Сморщенное личико делает ребенка похожим на старичка. Он плачет тоненьким голоском, словно пищит галчонок, и не переставая жует высохшую материнскую грудь.
Потом на прием идут взрослые.
— Как побежали, как немец деревню поджег, как ударило жаром в спину, так с той поры не развести поясницу, — причитает постоянная посетительница, женщина лет пятидесяти.
— Говорю тебе, докторица, — басит хорошо одетый пожилой мужчина, — не могу я работать, а потому повинны мне паек давать. Дома работал, добро кое-какое было. Пришли попы — колокол сняли с церкви. А как его повезли, так за колоколом всей деревней. Выходит, насильно, а потому — государство корми. Пиши — нетрудоспособный!
Домой прихожу с темнотой. Передохнуть некогда: ночью вызывают к больным. Зато по ночам легче говорить с людьми, они и видны лучше, и кажутся сердечней, мягче.

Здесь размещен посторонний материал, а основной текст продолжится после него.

use std::collections::BTreeMap;
use std::fs::File;
use std::io::{BufReader, Read};
use std::path::{Path, PathBuf};
use std::sync::OnceLock;

use anyhow::{bail, Context, Result};
use serde::Deserialize;

pub const DEFAULT_BANK_EXTENSION: &str = "bank.json";

/// Where banks (cue sheets) and their cue lists come from.
pub trait BankSource {
    fn bank_names(&self) -> Result<Vec<String>>;
    fn cue_names(&self, bank: &str) -> Result<Vec<String>>;
}

/// Bank file contents: either a bare list of cue names or `{ "cues": [...] }`.
#[derive(Debug, Deserialize)]
#[serde(untagged)]
enum BankFile {
    List(Vec<String>),
    Table { cues: Vec<String> },
}

impl BankFile {
    fn into_cues(self) -> Vec<String> {
        match self {
            BankFile::List(cues) => cues,
            BankFile::Table { cues } => cues,
        }
    }
}

/// Banks stored as files below a directory, searched recursively.
///
/// The directory is scanned on first use, so building a [`CueIndex`](crate::CueIndex)
/// on another thread also moves the scan off the caller's thread.
#[derive(Debug, Clone)]
pub struct DirBankSource {
    root: PathBuf,
    extension: String,
    files: OnceLock<BTreeMap<String, PathBuf>>,
}

impl DirBankSource {
    pub fn new(root: impl AsRef<Path>) -> Self {
        Self::with_extension(root, DEFAULT_BANK_EXTENSION)
    }

    pub fn with_extension(root: impl AsRef<Path>, extension: &str) -> Self {
        Self {
            root: root.as_ref().to_path_buf(),
            extension: extension.trim_start_matches('.').to_string(),
            files: OnceLock::new(),
        }
    }

    pub fn root(&self) -> &Path {
        &self.root
    }

    fn files(&self) -> Result<&BTreeMap<String, PathBuf>> {
        if let Some(files) = self.files.get() {
            return Ok(files);
        }
        let files = Self::scan(&self.root, &self.extension)?;
        Ok(self.files.get_or_init(|| files))
    }

    fn scan(root: &Path, extension: &str) -> Result<BTreeMap<String, PathBuf>> {
        let mut files = BTreeMap::new();
        if !root.exists() {
            log::warn!("bank directory does not exist: {:?}", root);
            return Ok(files);
        }

        let mut pattern = root.to_path_buf();
        pattern.push("**");
        pattern.push(format!("*.{}", extension));

        let suffix = format!(".{}", extension);
        let matches: Vec<_> = glob::glob(&pattern.to_string_lossy())?.flatten().collect();
        for path in matches {
            let Some(file_name) = path.file_name() else {
                continue;
            };
            let file_name = file_name.to_string_lossy();
            if let Some(bank) = file_name.strip_suffix(&suffix) {
                log::info!("bank file found: {}", bank);
                files.insert(bank.to_string(), path.clone());
            }
        }

        Ok(files)
    }
}

impl BankSource for DirBankSource {
    fn bank_names(&self) -> Result<Vec<String>> {
        Ok(self.files()?.keys().cloned().collect())
    }

    fn cue_names(&self, bank: &str) -> Result<Vec<String>> {
        let Some(path) = self.files()?.get(bank) else {
            bail!("unknown bank {:?} (extension {:?})", bank, self.extension);
        };

        let file = File::open(path).with_context(|| format!("opening bank {:?}", path))?;
        let mut bytes = Vec::new();
        BufReader::new(file).read_to_end(&mut bytes)?;
        let contents: BankFile = serde_json::from_slice(&bytes)
            .with_context(|| format!("parsing bank {:?}", path))?;

        Ok(contents.into_cues())
    }
}

impl<T: BankSource + ?Sized> BankSource for Box<T> {
    fn bank_names(&self) -> Result<Vec<String>> {
        (**self).bank_names()
    }

    fn cue_names(&self, bank: &str) -> Result<Vec<String>> {
        (**self).cue_names(bank)
    }
}

/// Banks held in memory, in insertion order.
#[derive(Debug, Clone, Default)]
pub struct MemoryBankSource {
    banks: Vec<(String, Vec<String>)>,
}

impl MemoryBankSource {
    pub fn new() -> Self {
        Self::default()
    }

    pub fn with_bank<I, S>(mut self, bank: &str, cues: I) -> Self
    where
        I: IntoIterator<Item = S>,
        S: Into<String>,
    {
        self.insert(bank, cues);
        self
    }

    pub fn insert<I, S>(&mut self, bank: &str, cues: I)
    where
        I: IntoIterator<Item = S>,
        S: Into<String>,
    {
        let cues = cues.into_iter().map(Into::into).collect();
        match self.banks.iter_mut().find(|(name, _)| name == bank) {
            Some((_, existing)) => *existing = cues,
            None => self.banks.push((bank.to_string(), cues)),
        }
    }
}

impl BankSource for MemoryBankSource {
    fn bank_names(&self) -> Result<Vec<String>> {
        Ok(self.banks.iter().map(|(name, _)| name.clone()).collect())
    }

    fn cue_names(&self, bank: &str) -> Result<Vec<String>> {
        self.banks
            .iter()
            .find(|(name, _)| name == bank)
            .map(|(_, cues)| cues.clone())
            .ok_or_else(|| anyhow::anyhow!("unknown bank {:?}", bank))
    }
}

Однажды слышу стук в окно. За стеклом огромный мужской силуэт.
Заболел ребенок.
В дальнем бараке тусклый свет. Через окно чудится — огонек потрескивает сверчком.
Начисто вымытый угол, прибранная постель.
— Ну не плачь, товарищ докторица поможет, — добродушно и чуть застенчиво утешает мой спутник высокую женщину с гладко зачесанными светлыми волосами.
Мальчику лет одиннадцать. У него острая форма дифтерита.
Когда ребенок после обтирания и прививок засыпает, мы долго беседуем с отцом. Фамилия его Грицевич. Он солдат, артиллерист, работает в мастерских Алексеевского военного училища, в Лефортове, сочувствует большевикам, но дома держится осторожно.
В поселке настроение враждебное. Были случаи избиения на митинге большевиков. Эсеровские молодцы из городского самоуправления запугивают жителей тем, что большевики, захватив власть, сразу лишат их пайков.